The former Texas governor said the government has proved it can make traditional energy sources cleaner.

“Instead of punishing fuels that produce emissions through regulation, we’re seeking to reduce those emissions by innovation,” Perry said. “We have proved that we can make our energy cleaner without surrendering one single fuel, one bit of growth, one iota of opportunity.”


Perry told reporters that efforts are already underway to reduce emissions by using liquefied natural gas and shuttering old, inefficient coal-fueled power plants.

Perry previously said the Trump administration wants to spend half a billion dollars next year on fossil fuel research and development as demand plummets for coal and surges for natural gas.

About 25 protesters are escorted by police after interrupting a energy conference where U.S. Energy
About 25 protesters were escorted out by police after interrupting an energy conference Thursday in Salt Lake City.
(Rick Bowmer / Associated Press)

He also touted the importance of increasing the use of nuclear energy and geothermal energy. A report released Thursday by the Department of Energy suggests geothermal electricity generation could increase more than twentyfold by 2050, Perry said.


He also highlighted a $140-million project funded by his department to support a University of Utah research laboratory studying man-made geothermal energy.

The protesters interrupted a panel discussion and stood on stage in front of the seated Perry, Utah Gov. Gary Herbert and Wyoming Gov. Mark Gordon as they talked about energy policy.

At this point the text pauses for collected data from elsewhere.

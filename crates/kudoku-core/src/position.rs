//! Board position (x, y) coordinate type.

use std::fmt::{self, Display};

/// A cell position on the 9x9 board.
///
/// `x` is the column (0-8, left to right) and `y` is the row (0-8, top
/// to bottom). Positions order and iterate row-major: all of row 0
/// left to right, then row 1, and so on.
///
/// # Examples
///
/// ```
/// use kudoku_core::Position;
///
/// let pos = Position::new(4, 4);
/// assert_eq!(pos.x(), 4);
/// assert_eq!(pos.y(), 4);
/// assert_eq!(pos.box_index(), 4); // center box
/// ```
#[derive(Debug, Clone, Copy, PartialEq, Eq, PartialOrd, Ord, Hash)]
pub struct Position {
    y: u8,
    x: u8,
}

impl Position {
    /// Creates a position from column `x` and row `y`.
    ///
    /// # Panics
    ///
    /// Panics if `x` or `y` is 9 or greater.
    #[must_use]
    pub const fn new(x: u8, y: u8) -> Self {
        assert!(x < 9 && y < 9, "position out of range");
        Self { y, x }
    }

    /// Returns the column (0-8).
    #[must_use]
    pub const fn x(self) -> u8 {
        self.x
    }

    /// Returns the row (0-8).
    #[must_use]
    pub const fn y(self) -> u8 {
        self.y
    }

    /// Returns the index of the containing 3x3 box (0-8, left to
    /// right, top to bottom).
    #[must_use]
    pub const fn box_index(self) -> u8 {
        (self.y / 3) * 3 + self.x / 3
    }

    /// Converts a box index and a cell index within that box (both 0-8)
    /// into an absolute position.
    ///
    /// # Panics
    ///
    /// Panics if either index is 9 or greater.
    #[must_use]
    pub const fn from_box(box_index: u8, i: u8) -> Self {
        assert!(box_index < 9 && i < 9);
        let x = (box_index % 3) * 3 + i % 3;
        let y = (box_index / 3) * 3 + i / 3;
        Self { y, x }
    }

    /// Returns the row-major cell index (0-80) of this position.
    #[must_use]
    pub const fn cell_index(self) -> usize {
        self.y as usize * 9 + self.x as usize
    }

    /// Returns an iterator over all 81 positions in row-major order.
    pub fn all() -> impl Iterator<Item = Self> {
        (0..9).flat_map(|y| (0..9).map(move |x| Self::new(x, y)))
    }
}

impl Display for Position {
    fn fmt(&self, f: &mut fmt::Formatter<'_>) -> fmt::Result {
        write!(f, "({}, {})", self.x, self.y)
    }
}

#[cfg(test)]
mod tests {
    use super::*;

    #[test]
    fn test_accessors() {
        let pos = Position::new(3, 7);
        assert_eq!(pos.x(), 3);
        assert_eq!(pos.y(), 7);
        assert_eq!(pos.cell_index(), 7 * 9 + 3);
    }

    #[test]
    #[should_panic(expected = "position out of range")]
    fn test_new_rejects_out_of_range() {
        let _ = Position::new(9, 0);
    }

    #[test]
    fn test_box_index() {
        assert_eq!(Position::new(0, 0).box_index(), 0);
        assert_eq!(Position::new(8, 0).box_index(), 2);
        assert_eq!(Position::new(4, 4).box_index(), 4);
        assert_eq!(Position::new(0, 8).box_index(), 6);
        assert_eq!(Position::new(8, 8).box_index(), 8);
    }

    #[test]
    fn test_from_box_round_trip() {
        for pos in Position::all() {
            let b = pos.box_index();
            let i = (pos.y() % 3) * 3 + pos.x() % 3;
            assert_eq!(Position::from_box(b, i), pos);
        }
    }

    #[test]
    fn test_all_is_row_major() {
        let all: Vec<_> = Position::all().collect();
        assert_eq!(all.len(), 81);
        assert_eq!(all[0], Position::new(0, 0));
        assert_eq!(all[1], Position::new(1, 0));
        assert_eq!(all[9], Position::new(0, 1));
        assert_eq!(all[80], Position::new(8, 8));
        // Ord agrees with the iteration order.
        assert!(all.is_sorted());
    }
}
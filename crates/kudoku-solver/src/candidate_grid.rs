//! Per-cell candidate tracking.

use kudoku_core::{Digit, DigitGrid, DigitSet, Position, peers_of};

/// Candidate sets for all 81 cells.
///
/// Like [`DigitGrid`], this is a fixed-size `Copy` value, so branching
/// in the search takes a snapshot with a plain assignment.
///
/// # Examples
///
/// ```
/// use kudoku_core::{Digit, DigitGrid, Position};
/// use kudoku_solver::CandidateGrid;
///
/// let mut grid = DigitGrid::new();
/// grid.set(Position::new(0, 0), Some(Digit::D5));
/// let mut candidates = CandidateGrid::from_grid(&grid);
/// candidates.propagate();
/// assert!(!candidates.get(Position::new(8, 0)).contains(Digit::D5));
/// ```
#[derive(Debug, Clone, Copy, PartialEq, Eq)]
pub struct CandidateGrid {
    cells: [DigitSet; 81],
}

impl CandidateGrid {
    /// Builds the initial candidate sets for `grid`: a singleton for
    /// each filled cell, the full set for each empty cell.
    #[must_use]
    pub fn from_grid(grid: &DigitGrid) -> Self {
        let mut cells = [DigitSet::FULL; 81];
        for pos in Position::all() {
            if let Some(digit) = grid.get(pos) {
                cells[pos.cell_index()] = DigitSet::from_elem(digit);
            }
        }
        Self { cells }
    }

    /// Returns the candidate set for `pos`.
    #[must_use]
    pub const fn get(&self, pos: Position) -> DigitSet {
        self.cells[pos.cell_index()]
    }

    /// Replaces the candidate set for `pos`.
    pub const fn set(&mut self, pos: Position, candidates: DigitSet) {
        self.cells[pos.cell_index()] = candidates;
    }

    /// Tightens candidate sets to a fixed point.
    ///
    /// For every cell whose set is a singleton, the digit is removed
    /// from each peer whose set still has more than one member. Passes
    /// repeat until one makes no change. This only narrows sets; it
    /// never places digits on the board and never fails, so an emptied
    /// set is left for the search to detect.
    pub fn propagate(&mut self) {
        loop {
            let mut changed = false;
            for pos in Position::all() {
                let Some(digit) = self.get(pos).as_single() else {
                    continue;
                };
                for peer in peers_of(pos) {
                    let set = self.get(*peer);
                    if set.len() > 1 && set.contains(digit) {
                        self.cells[peer.cell_index()].remove(digit);
                        changed = true;
                    }
                }
            }
            if !changed {
                break;
            }
        }
    }

    /// Removes `digit` from the candidate sets of all peers of `pos`.
    ///
    /// This is the forward-checking primitive: if a peer that is still
    /// empty on `grid` is left with no candidates, the removal stops
    /// and `false` is returned to signal a contradiction.
    #[must_use]
    pub fn eliminate_from_peers(
        &mut self,
        grid: &DigitGrid,
        pos: Position,
        digit: Digit,
    ) -> bool {
        for peer in peers_of(pos) {
            if self.cells[peer.cell_index()].remove(digit)
                && grid.get(*peer).is_none()
                && self.cells[peer.cell_index()].is_empty()
            {
                return false;
            }
        }
        true
    }
}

The group of about 25 people sang and held signs that read “Invest in our future, not climate chaos” and “Your time is up. Climate Action Now.”

Some of the conference attendees booed as the lights were dimmed. After several minutes, conference organizers put on loud music as they waited for police to come and escort the protesters out.

After they left, Herbert, who hosted the event, said that he and other leaders appreciated the “youthful enthusiasm” of the protesters and that their voices should be heard and respected. But, he said, the call to immediately discard fossil fuels and shift entirely to renewable energy isn’t realistic.

“It takes some time to transition without crashing the economy,” Herbert said. “They would like us to quit by Friday and not take anything out of the ground. That obviously doesn’t work from a practical standpoint.”

Perry argued that the U.S. has a “moral responsibility” to help provide energy to other parts of the world in the form of petroleum and coal.

“What does that mean to a young woman in a village in Africa that doesn’t have so much as a lightbulb on which to read?” Perry said.


Gordon, a Republican, said Americans need to better appreciate the value of fossil fuels and understand they need to be part of the energy mix.

“Fossil fuels have generated more wealth than anything else for our country, for our people,” Gordon said. “Moving our energy postures forward doesn’t mean we have to crush somebody else.”